ひとりの男の子が森の中に出かけて行き、いろんな動物と会話したり遊んだりするお話の絵本2冊です。「もりのなか」を読んだら、続編の「またもりへ」もぜひ読んでほしいので、一緒に紹介します。

ひとりの男の子、ぼくが紙の帽子をかぶり、新しいラッパを持って森へ散歩に出かけました。最初に出会ったのはライオン。ちゃんと櫛で髪の毛をとかして王冠をかぶって、ぼくの散歩についてきました。次にぞうのこども2ひき、次に大きなくま2ひき、次にカンガルーの親子などいろいろな動物が一列に並んで散歩についてきました。みんなは、それぞれ自分たちがしていたことをやめて身支度をすると、声をあげたり、たいこをたたいたりしながらついてきます。そして、誰かがピクニックしたあとのテーブルでひと休みすると、“はんかちおとし”をしたり、“ろんどんばし おちた”でいっしょに遊びます。“かくれんぼう”でおにになったぼくが「もういいかい」といって目を開けたとたん、動物たちはいなくなって、ぼくをさがしていたお父さんがいました、そして一緒に家に帰りました。

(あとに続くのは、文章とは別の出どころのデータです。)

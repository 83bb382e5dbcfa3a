use hval_parse::{Cursor, Parser, ParserExt, Sequence, first_available, literal_char, rws, token};
use hval_utils::collections::NonEmptyVec;
use hval_utils::macros::error::static_str_error;
use smol_str::SmolStr;
use std::fmt;

use super::Comment;
use crate::Grammar;
use crate::util::is_token;

static_str_error! {
    /// The product name or version is not a token.
    pub struct InvalidProduct = "invalid product";
}

/// A product identifier, as found in `User-Agent` and `Server`.
///
/// ```text
/// product         = token [ "/" product-version ]
/// product-version = token
/// ```
#[derive(Debug, Clone, PartialEq, Eq, Hash)]
pub struct Product {
    name: SmolStr,
    version: Option<SmolStr>,
}

impl Product {
    /// Create a product without a version.
    pub fn new(name: &str) -> Result<Self, InvalidProduct> {
        if !is_token(name) {
            return Err(InvalidProduct);
        }
        Ok(Self {
            name: SmolStr::new(name),
            version: None,
        })
    }

    /// Set the version of this product.
    pub fn with_version(mut self, version: &str) -> Result<Self, InvalidProduct> {
        if !is_token(version) {
            return Err(InvalidProduct);
        }
        self.version = Some(SmolStr::new(version));
        Ok(self)
    }

    /// The product name, as written.
    #[must_use]
    pub fn name(&self) -> &str {
        &self.name
    }

    /// The product version, if any.
    #[must_use]
    pub fn version(&self) -> Option<&str> {
        self.version.as_deref()
    }
}

impl Grammar for Product {
    fn parse_from(cursor: &mut Cursor<'_>) -> Option<Self> {
        let mut seq = Sequence::new(cursor);
        let name = seq.read(token)?;
        let version = seq.read_optional((literal_char('/'), token).map(|(_, version)| version));
        seq.finish();
        Some(Self {
            name: SmolStr::new(name),
            version: version.map(SmolStr::new),
        })
    }
}

impl fmt::Display for Product {
    fn fmt(&self, f: &mut fmt::Formatter<'_>) -> fmt::Result {
        f.write_str(&self.name)?;
        if let Some(version) = &self.version {
            write!(f, "/{version}")?;
        }
        Ok(())
    }
}

impl_str_codec!(Product);

/// An element of a [`ProductList`].
#[derive(Debug, Clone, PartialEq, Eq, Hash)]
pub enum ProductOrComment {
    /// `product`
    Product(Product),
    /// `comment`
    Comment(Comment),
}

impl ProductOrComment {
    /// The product, if this is one.
    #[must_use]
    pub fn as_product(&self) -> Option<&Product> {
        match self {
            Self::Product(product) => Some(product),
            Self::Comment(_) => None,
        }
    }

    /// The comment, if this is one.
    #[must_use]
    pub fn as_comment(&self) -> Option<&Comment> {
        match self {
            Self::Product(_) => None,
            Self::Comment(comment) => Some(comment),
        }
    }
}

impl Grammar for ProductOrComment {
    fn parse_from(cursor: &mut Cursor<'_>) -> Option<Self> {
        first_available((
            Product::parse_from.map(Self::Product),
            Comment::parse_from.map(Self::Comment),
        ))
        .parse(cursor)
    }
}

impl fmt::Display for ProductOrComment {
    fn fmt(&self, f: &mut fmt::Formatter<'_>) -> fmt::Result {
        match self {
            Self::Product(product) => fmt::Display::fmt(product, f),
            Self::Comment(comment) => fmt::Display::fmt(comment, f),
        }
    }
}

impl From<Product> for ProductOrComment {
    fn from(product: Product) -> Self {
        Self::Product(product)
    }
}

impl From<Comment> for ProductOrComment {
    fn from(comment: Comment) -> Self {
        Self::Comment(comment)
    }
}

/// The value of a `User-Agent` or `Server` header.
///
/// ```text
/// User-Agent = product *( RWS ( product / comment ) )
/// ```
///
/// ```
/// use hval_headers::value::ProductList;
///
/// let ua: ProductList = "curl/8.5.0 (x86_64-pc-linux-gnu) libcurl/8.5.0".parse().unwrap();
/// assert_eq!(ua.product().name(), "curl");
/// assert_eq!(ua.products().count(), 2);
/// assert_eq!(ua.comments().next().map(|c| c.text()), Some("x86_64-pc-linux-gnu"));
/// ```
#[derive(Debug, Clone, PartialEq, Eq, Hash)]
pub struct ProductList {
    product: Product,
    rest: Vec<ProductOrComment>,
}

impl ProductList {
    /// Create a list starting with the given product.
    #[must_use]
    pub fn new(product: Product) -> Self {
        Self {
            product,
            rest: Vec::new(),
        }
    }

    /// Append a product or comment.
    #[must_use]
    pub fn with(mut self, element: impl Into<ProductOrComment>) -> Self {
        self.rest.push(element.into());
        self
    }

    /// The leading product.
    #[must_use]
    pub fn product(&self) -> &Product {
        &self.product
    }

    /// All elements, in order, starting with the leading product.
    pub fn iter(&self) -> impl Iterator<Item = ProductOrCommentRef<'_>> {
        std::iter::once(ProductOrCommentRef::Product(&self.product)).chain(self.rest.iter().map(
            |element| match element {
                ProductOrComment::Product(product) => ProductOrCommentRef::Product(product),
                ProductOrComment::Comment(comment) => ProductOrCommentRef::Comment(comment),
            },
        ))
    }

    /// All products, in order.
    pub fn products(&self) -> impl Iterator<Item = &Product> {
        std::iter::once(&self.product)
            .chain(self.rest.iter().filter_map(ProductOrComment::as_product))
    }

    /// All comments, in order.
    pub fn comments(&self) -> impl Iterator<Item = &Comment> {
        self.rest.iter().filter_map(ProductOrComment::as_comment)
    }

    /// All elements as a [`NonEmptyVec`], in order.
    #[must_use]
    pub fn into_elements(self) -> NonEmptyVec<ProductOrComment> {
        NonEmptyVec {
            head: ProductOrComment::Product(self.product),
            tail: self.rest,
        }
    }
}

/// A borrowed element of a [`ProductList`].
#[derive(Debug, Clone, Copy, PartialEq, Eq)]
pub enum ProductOrCommentRef<'a> {
    /// `product`
    Product(&'a Product),
    /// `comment`
    Comment(&'a Comment),
}

impl Grammar for ProductList {
    fn parse_from(cursor: &mut Cursor<'_>) -> Option<Self> {
        let mut seq = Sequence::new(cursor);
        let product = seq.read(Product::parse_from)?;
        let rest = seq.read_while_available(rws, ProductOrComment::parse_from);
        seq.finish();
        Some(Self { product, rest })
    }
}

impl fmt::Display for ProductList {
    fn fmt(&self, f: &mut fmt::Formatter<'_>) -> fmt::Result {
        fmt::Display::fmt(&self.product, f)?;
        for element in &self.rest {
            write!(f, " {element}")?;
        }
        Ok(())
    }
}

impl_str_codec!(ProductList);

#[cfg(test)]
mod tests {
    use super::*;

    #[test]
    fn test_parse_product() {
        let product: Product = "Mozilla/5.0".parse().unwrap();
        assert_eq!(product.name(), "Mozilla");
        assert_eq!(product.version(), Some("5.0"));

        let product: Product = "Apache".parse().unwrap();
        assert_eq!(product.version(), None);

        assert!("Mozilla/".parse::<Product>().is_err());
        assert!("/5.0".parse::<Product>().is_err());
    }

    #[test]
    fn test_parse_product_list() {
        let input = "Mozilla/5.0 (Macintosh; Intel Mac OS X 10_15_7) AppleWebKit/537.36 (KHTML, like Gecko) Safari/537.36";
        let list: ProductList = input.parse().unwrap();
        assert_eq!(
            list.products().map(ToString::to_string).collect::<Vec<_>>(),
            ["Mozilla/5.0", "AppleWebKit/537.36", "Safari/537.36"]
        );
        assert_eq!(
            list.comments().map(Comment::text).collect::<Vec<_>>(),
            ["Macintosh; Intel Mac OS X 10_15_7", "KHTML, like Gecko"]
        );
        assert_eq!(list.iter().count(), 5);
        assert_eq!(list.to_string(), input);
        assert_eq!(list.into_elements().len(), 5);
    }

    #[test]
    fn test_product_list_normalizes_whitespace() {
        let list: ProductList = "nginx/1.25  (Ubuntu)".parse().unwrap();
        assert_eq!(list.to_string(), "nginx/1.25 (Ubuntu)");
    }

    #[test]
    fn test_invalid_product_list() {
        for invalid in ["", "(comment first)", "curl/8 ", "curl/8 (unclosed", " curl"] {
            assert!(invalid.parse::<ProductList>().is_err(), "input: {invalid:?}");
        }
    }

    #[test]
    fn test_build_product_list() {
        let list = ProductList::new(Product::new("hval").unwrap().with_version("0.1").unwrap())
            .with(Comment::new("test").unwrap())
            .with(Product::new("tokio").unwrap());
        assert_eq!(list.to_string(), "hval/0.1 (test) tokio");
        assert_eq!(Product::new("a b"), Err(InvalidProduct));
    }
}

森の中が騒がしいので、ぼくは森のなかへ。すると、『もりのなか』でもおなじみの動物たちが集まって、ぼくを待っていました。みんなは自分の得意なことをやって、誰のが一番いいか、うでくらべをしようと集まっていました。としとったぞうのそばで、ぼくは呼び出しがかりをします。動物たちは、次々に前に出て得意なことを披露します。すると、としとったぞうは、そのたびに「よろしい、なかなか よろしい」とほめます。最後、ぼくがさかだちをして鼻でピーナッツをつまもうとしましたが、おかしくなって笑ってしまいました。すると動物たちは、目をまるくしてぼくを見ました。としとったぞうに「これが、いちばん いい!」とほめられ、「…もりのどうぶつは、だれもわらえないのだもの」といわれます。そしてぼくは、としとったぞうの背中に乗って、みんなもあとについて行進しました。その時、おとうさんのよぶ声が聞こえると、としとったぞうは「さよなら」といって鼻で背中からおろしてくれましたが、とてもくすぐったかったので、ころげまわって笑いました。動物たちはいなくなり、そこにお父さんが来て一緒に家に帰りました。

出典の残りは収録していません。